Spring breezes ripple daffodils

beckoning children outdoors.


Copyright © 2022 by Fran Abrams.



Reflection


I look in the mirror

and see my father.


The shape of my brow and lips,

the quizzical eyes.


I am my father's daughter.

Analytical, the one who plans


for contingencies,

who leads others

from point A to point D

while many are struggling


to find their way to B.

I look in the mirror.


Male pattern baldness is so

difficult to style on a woman.


And that constant cough.

Will I end at 91 as he did

with no breath remaining?

I look in the mirror,


rejoice I am still here

reflecting on all I have inherited.

Copyright © 2022 by Fran Abrams.


About the Author

Fran Abrams has had her poems published online and in print in Cathexis-Northwest Press, The American Journal of Poetry, MacQueen’s Quinterly Literary Magazine, The Raven’s Perch, Gargoyle 74 and others.

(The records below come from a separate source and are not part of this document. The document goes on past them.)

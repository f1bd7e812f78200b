use std::path::Path;
use std::process::Command;

use rand::Rng;
use tracing::{debug, info};

use crate::error::{PipelineError, Result};
use crate::media;
use crate::tts::NarrationAsset;

pub const OUTPUT_WIDTH: u32 = 1080;
pub const OUTPUT_HEIGHT: u32 = 1920;
const OUTPUT_FPS: u32 = 60;

/// Integer crop window centered in the source frame.
#[derive(Debug, Clone, Copy, PartialEq, Eq)]
pub struct CropBox {
    pub width: u32,
    pub height: u32,
    pub x: u32,
    pub y: u32,
}

/// 9:16 center crop: whichever dimension is too wide for the portrait
/// ratio is trimmed symmetrically; nothing is letterboxed.
pub fn crop_box(width: u32, height: u32) -> CropBox {
    if width * 16 > height * 9 {
        let cropped_width = height * 9 / 16;
        CropBox {
            width: cropped_width,
            height,
            x: (width - cropped_width) / 2,
            y: 0,
        }
    } else {
        let cropped_height = width * 16 / 9;
        CropBox {
            width,
            height: cropped_height,
            x: 0,
            y: (height - cropped_height) / 2,
        }
    }
}

/// Extra input iterations needed so the looped background covers the
/// narration. Zero when the clip is already long enough.
pub fn loop_count(native_seconds: f64, target_seconds: f64) -> u32 {
    if native_seconds >= target_seconds {
        0
    } else {
        (target_seconds / native_seconds).ceil() as u32 - 1
    }
}

/// Renders the final video: background looped or trimmed to the narration
/// length, center-cropped to 9:16, scaled to 1080x1920, subtitles burned
/// in, narration mapped as the only audio track.
pub fn compose(
    background: &Path,
    narration: &NarrationAsset,
    subtitles: &Path,
    out_path: &Path,
) -> Result<()> {
    if !background.exists() {
        return Err(comp_msg(format!(
            "background video not found: {}",
            background.display()
        )));
    }

    let target = narration.duration_seconds;
    let native = media::probe_duration(background).map_err(|e| comp_msg(e.to_string()))?;
    let (width, height) = media::probe_dimensions(background).map_err(|e| comp_msg(e.to_string()))?;
    let crop = crop_box(width, height);
    debug!(
        "Background {}x{} ({:.2}s) cropped to {}x{} at +{}+{}",
        width, height, native, crop.width, crop.height, crop.x, crop.y
    );

    let loops = loop_count(native, target);
    // Random offset only when the clip already covers the narration;
    // looped reads start at zero so the loop count is sufficient.
    let slack = native - target;
    let offset = if loops == 0 && slack > 0.0 {
        rand::thread_rng().gen_range(0.0..slack)
    } else {
        0.0
    };
    if loops > 0 {
        info!(
            "Background shorter than narration ({:.2}s < {:.2}s); looping {} extra times",
            native,
            target,
            loops
        );
    } else {
        info!("Using background subclip starting at {:.2}s", offset);
    }

    let filter = format!(
        "crop={}:{}:{}:{},scale={}:{},subtitles={}:force_style='Fontsize=28,OutlineColour=&H000000&,Outline=3,Shadow=0'",
        crop.width,
        crop.height,
        crop.x,
        crop.y,
        OUTPUT_WIDTH,
        OUTPUT_HEIGHT,
        subtitles.display()
    );

    let mut cmd = Command::new("ffmpeg");
    cmd.arg("-y");
    if loops > 0 {
        cmd.args(["-stream_loop", &loops.to_string()]);
    }
    if offset > 0.0 {
        cmd.args(["-ss", &format!("{offset:.3}")]);
    }
    cmd.arg("-i").arg(background);
    cmd.arg("-i").arg(&narration.path);
    cmd.args(["-vf", &filter]);
    cmd.args(["-map", "0:v:0", "-map", "1:a:0"]);
    cmd.args(["-c:v", "libx264", "-c:a", "aac"]);
    cmd.args(["-r", &OUTPUT_FPS.to_string()]);
    cmd.args(["-t", &format!("{target:.3}"), "-shortest"]);
    cmd.arg(out_path);

    info!("Rendering {:.2}s video to {}", target, out_path.display());
    let status = cmd
        .status()
        .map_err(|e| comp_msg(format!("failed to run ffmpeg: {e}")))?;
    if !status.success() {
        return Err(comp_msg(
            "ffmpeg exited with an error while rendering the final video".to_string(),
        ));
    }
    Ok(())
}

fn comp_msg(msg: String) -> PipelineError {
    PipelineError::CompositionFailed(msg)
}

#[cfg(test)]
mod tests {
    use super::*;

    #[test]
    fn landscape_frame_is_cropped_horizontally_about_center() {
        let crop = crop_box(1920, 1080);
        assert_eq!(
            crop,
            CropBox {
                width: 607,
                height: 1080,
                x: 656,
                y: 0
            }
        );
        // Symmetric within integer truncation.
        assert!(1920 - (crop.x + crop.width) - crop.x <= 1);
    }

    #[test]
    fn tall_frame_is_cropped_vertically() {
        let crop = crop_box(1080, 2400);
        assert_eq!(
            crop,
            CropBox {
                width: 1080,
                height: 1920,
                x: 0,
                y: 240
            }
        );
    }

    #[test]
    fn exact_portrait_frame_is_untouched() {
        let crop = crop_box(1080, 1920);
        assert_eq!(
            crop,
            CropBox {
                width: 1080,
                height: 1920,
                x: 0,
                y: 0
            }
        );
    }

    #[test]
    fn short_background_loops_enough_to_cover_narration() {
        // A 10s background under a 35s narration needs 4 total passes.
        assert_eq!(loop_count(10.0, 35.0), 3);
        assert_eq!(loop_count(10.0, 30.0), 2);
        assert_eq!(loop_count(10.0, 10.5), 1);
    }

    #[test]
    fn long_background_never_loops() {
        assert_eq!(loop_count(35.0, 10.0), 0);
        assert_eq!(loop_count(10.0, 10.0), 0);
    }
}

Her poems appear in eight anthologies, including the 2021 collection titled This is What America Looks Like from Washington Writers Publishing House (WWPH). In December 2021, she won the WWPH Winter Poetry Prize for her poem titled “Waiting for Snow.” Please visit franabramspoetry.com.



Laurel Blossom


Yellow Tulip Tree



hammered gold seeds like quills but what if

leaf, paper spinning, scripting suddenly

thin, translucent impossible the woman thinks

peeling ancient so soon

illuminated text alchemy the killer frost

words beaten caught tonight

clear in the threaded what if

to the quick mesh of a poem (her startled breath)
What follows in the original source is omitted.